I would never have thought that a far finer edge exceding 1200G would last longer than an edge at say 240G. But as you say, does that also apply to radial cutting where the knives are cleaving off material at high speed rather than a gentle slicing push cut? Perhaps this isn't a totally fair comparison because I can't say 100% what the material composition is, but I use HSS Tersa knives in a machine which are polished on the cutting edges and are razor-sharp, they seem to dull far quicker than HSS "standard" knives in a different block in the same machine, on the flip-side the Tersas are very quick to swap out.

If the thought of the finer you go on the knives the longer the edges last is true, it may be worth the extra half an hour to gain an extra bit of time between having to swap out. It's just in my head a super fine edge is more liable to chip and burr up when hitting knots and such compared to an already slightly rough edge.
I don't machine plane much, but I'll admit I don't take very good care of my machine planing setup, either. It's just a portable dewalt planer, and the blades don't stand up to much, so they're usually nicked almost immediately.

However, refinement of an edge isn't what leads to edge damage, but rather edge strength. If a steel is too soft or too hard, the initial edge that seems really sharp and clean will be a transient one, even if it lasts a little longer. In cleaner material, it'll still be transient, but it'll last somewhat longer.

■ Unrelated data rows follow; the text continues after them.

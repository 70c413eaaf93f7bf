//! Daily event loop driving the strategy over historical snapshots.

use chrono::NaiveDate;
use log::{info, warn};

use super::error::FundexError;
use super::execution::PaperBroker;
use super::portfolio::Portfolio;
use super::strategy::{FactorStrategy, StrategyConfig, StrategyState, TickAction, TickReport};
use crate::ports::data_port::DataPort;

#[derive(Debug, Clone)]
pub struct BacktestConfig {
    pub start_date: NaiveDate,
    pub end_date: NaiveDate,
    pub initial_capital: f64,
    pub risk_free_rate: f64,
}

/// A tick on which something happened.
#[derive(Debug, Clone, PartialEq)]
pub struct TickEvent {
    pub date: NaiveDate,
    pub equity: f64,
    pub report: TickReport,
}

#[derive(Debug, Clone)]
pub struct BacktestResult {
    pub portfolio: Portfolio,
    pub events: Vec<TickEvent>,
    pub final_state: StrategyState,
    pub skipped_ticks: usize,
}

impl BacktestResult {
    pub fn rebalance_count(&self) -> usize {
        self.count(|a| matches!(a, TickAction::Rebalanced { .. }))
    }

    pub fn defensive_count(&self) -> usize {
        self.count(|a| matches!(a, TickAction::Defensive { .. }))
    }

    fn count(&self, pred: impl Fn(&TickAction) -> bool) -> usize {
        self.events.iter().filter(|e| pred(&e.report.action)).count()
    }
}

pub fn run_backtest(
    data: &dyn DataPort,
    strategy_config: &StrategyConfig,
    config: &BacktestConfig,
) -> Result<BacktestResult, FundexError> {
    let timeline: Vec<NaiveDate> = data
        .snapshot_dates()?
        .into_iter()
        .filter(|d| *d >= config.start_date && *d <= config.end_date)
        .collect();
    if timeline.is_empty() {
        return Err(FundexError::NoData {
            start: config.start_date,
            end: config.end_date,
        });
    }

    let mut strategy = FactorStrategy::new(strategy_config.clone(), config.start_date);
    let mut broker = PaperBroker::new(config.initial_capital, config.start_date);
    let mut events = Vec::new();
    let mut skipped_ticks = 0;

    for &date in &timeline {
        let universe = match data.fetch_universe_snapshot(date) {
            Ok(u) => u,
            Err(e) => {
                warn!("skipping {}: {}", date, e);
                skipped_ticks += 1;
                continue;
            }
        };
        broker.mark(date, &universe);

        if let Err(e) = strategy.select_universe(date, &universe, data) {
            warn!("skipping {}: {}", date, e);
            skipped_ticks += 1;
            continue;
        }

        let report = strategy.on_tick(date, &mut broker);
        let equity = broker.record_equity();
        if !report.is_quiet() {
            events.push(TickEvent {
                date,
                equity,
                report,
            });
        }
    }

    info!(
        "backtest finished: {} ticks, {} events, {} skipped",
        timeline.len(),
        events.len(),
        skipped_ticks
    );

    Ok(BacktestResult {
        portfolio: broker.into_portfolio(),
        events,
        final_state: strategy.state().clone(),
        skipped_ticks,
    })
}
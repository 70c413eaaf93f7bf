//! Concrete adapter implementations for ports.

pub mod csv_adapter;
pub mod file_config_adapter;
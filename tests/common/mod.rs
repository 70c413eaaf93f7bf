#![allow(dead_code)]

use chrono::NaiveDate;
use fundex::domain::backtest::BacktestConfig;
use fundex::domain::error::FundexError;
use fundex::domain::instrument::{FineCandidate, FundamentalBundle, Holding, InstrumentSummary};
use fundex::ports::broker_port::BrokerPort;
use fundex::ports::data_port::DataPort;
use std::collections::{BTreeMap, HashMap, HashSet};

pub struct MockDataPort {
    pub snapshots: BTreeMap<NaiveDate, Vec<InstrumentSummary>>,
    pub fundamentals: HashMap<String, FundamentalBundle>,
    pub snapshot_errors: HashSet<NaiveDate>,
    pub fundamentals_errors: HashSet<NaiveDate>,
}

impl MockDataPort {
    pub fn new() -> Self {
        Self {
            snapshots: BTreeMap::new(),
            fundamentals: HashMap::new(),
            snapshot_errors: HashSet::new(),
            fundamentals_errors: HashSet::new(),
        }
    }

    pub fn with_snapshot(mut self, date: NaiveDate, rows: Vec<InstrumentSummary>) -> Self {
        self.snapshots.insert(date, rows);
        self
    }

    pub fn with_fundamentals(mut self, symbol: &str, bundle: FundamentalBundle) -> Self {
        self.fundamentals.insert(symbol.to_string(), bundle);
        self
    }

    pub fn with_snapshot_error(mut self, date: NaiveDate) -> Self {
        self.snapshots.entry(date).or_default();
        self.snapshot_errors.insert(date);
        self
    }

    pub fn with_fundamentals_error(mut self, date: NaiveDate) -> Self {
        self.fundamentals_errors.insert(date);
        self
    }
}

impl DataPort for MockDataPort {
    fn snapshot_dates(&self) -> Result<Vec<NaiveDate>, FundexError> {
        Ok(self.snapshots.keys().copied().collect())
    }

    fn fetch_universe_snapshot(
        &self,
        date: NaiveDate,
    ) -> Result<Vec<InstrumentSummary>, FundexError> {
        if self.snapshot_errors.contains(&date) {
            return Err(FundexError::Data {
                reason: format!("snapshot {date} unreadable"),
            });
        }
        self.snapshots
            .get(&date)
            .cloned()
            .ok_or(FundexError::NoSnapshot { date })
    }

    fn fetch_fundamentals(
        &self,
        date: NaiveDate,
        symbols: &[String],
    ) -> Result<HashMap<String, FundamentalBundle>, FundexError> {
        if self.fundamentals_errors.contains(&date) {
            return Err(FundexError::Data {
                reason: format!("fundamentals {date} unreadable"),
            });
        }
        Ok(symbols
            .iter()
            .filter_map(|s| self.fundamentals.get(s).map(|b| (s.clone(), b.clone())))
            .collect())
    }
}

#[derive(Debug, Clone, PartialEq)]
pub enum BrokerCall {
    Liquidate(Option<String>),
    SetHoldings(String, f64),
}

/// Broker with a caller-controlled portfolio value that records every order. Holdings
/// added by `holding` are valued at one unit of currency per share.
pub struct RecordingBroker {
    pub value: f64,
    pub holdings: Vec<Holding>,
    pub calls: Vec<BrokerCall>,
    pub rejected: HashSet<String>,
}

impl RecordingBroker {
    pub fn new(value: f64) -> Self {
        Self {
            value,
            holdings: Vec::new(),
            calls: Vec::new(),
            rejected: HashSet::new(),
        }
    }

    pub fn holding(mut self, symbol: &str, quantity: i64) -> Self {
        self.holdings.push(Holding {
            symbol: symbol.to_string(),
            quantity,
            market_value: quantity as f64,
        });
        self
    }

    pub fn set_holdings_calls(&self) -> Vec<(String, f64)> {
        self.calls
            .iter()
            .filter_map(|c| match c {
                BrokerCall::SetHoldings(s, w) => Some((s.clone(), *w)),
                BrokerCall::Liquidate(_) => None,
            })
            .collect()
    }
}

impl BrokerPort for RecordingBroker {
    fn holdings(&self) -> Vec<Holding> {
        self.holdings.clone()
    }

    fn total_portfolio_value(&self) -> f64 {
        self.value
    }

    fn liquidate(&mut self, symbol: Option<&str>) -> Result<(), FundexError> {
        self.calls.push(BrokerCall::Liquidate(symbol.map(str::to_string)));
        match symbol {
            Some(s) => self.holdings.retain(|h| h.symbol != s),
            None => self.holdings.clear(),
        }
        Ok(())
    }

    fn set_holdings(&mut self, symbol: &str, target_weight: f64) -> Result<(), FundexError> {
        self.calls
            .push(BrokerCall::SetHoldings(symbol.to_string(), target_weight));
        if self.rejected.contains(symbol) {
            return Err(FundexError::NoPrice {
                symbol: symbol.to_string(),
            });
        }
        self.holdings.retain(|h| h.symbol != symbol);
        self.holdings.push(Holding {
            symbol: symbol.to_string(),
            quantity: 1,
            market_value: target_weight * self.value,
        });
        Ok(())
    }
}

pub fn date(y: i32, m: u32, d: u32) -> NaiveDate {
    NaiveDate::from_ymd_opt(y, m, d).unwrap()
}

pub fn summary(symbol: &str, price: f64, dollar_volume: f64) -> InstrumentSummary {
    InstrumentSummary {
        symbol: symbol.to_string(),
        price,
        dollar_volume,
        has_fundamental_data: true,
    }
}

pub fn bundle(tv: f64, tr: f64, oi: f64, dp: f64) -> FundamentalBundle {
    FundamentalBundle {
        tangible_book_value: Some(tv),
        total_revenue: Some(tr),
        operating_income: Some(oi),
        dividends_paid: Some(dp),
        primary_exchange: "NYS".to_string(),
    }
}

pub fn candidate(symbol: &str, tv: f64, tr: f64, oi: f64, dp: f64) -> FineCandidate {
    FineCandidate {
        symbol: symbol.to_string(),
        fundamentals: bundle(tv, tr, oi, dp),
    }
}

pub fn sample_config() -> BacktestConfig {
    BacktestConfig {
        start_date: date(2020, 1, 1),
        end_date: date(2022, 12, 31),
        initial_capital: 100_000.0,
        risk_free_rate: 0.0,
    }
}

In hand planes, it's more clear, because the edges do mostly slicing rather than beating. Even if an initial edge seems transient (which it is), the edge is sharper at every step along the way, which leads to longer life and less effort on the user.

Being sympathetic to that and not the machines, I'll admit that as long as my lunch box planer will beat its way through wood, I'll plane off the nicks. When it starts to suffer performance issues, I'll change the knives - if it works hard between those two things, I'm less sympathetic to machines and electrons. If that causes the machine to break, I'll just buy another one, but given my habits, nothing particularly nice.

Sharpness (as a function of cutting ease) is a matter of two things - angle (which will determine how well a blade avoids or tolerates some damage) and finish. I wouldn't be surprised on a machine if the proper angle was more important than absolute sharpness - especially on blades that are specified to be fairly soft and tough rather than hard, keen, and unforgiving to less than perfect conditions.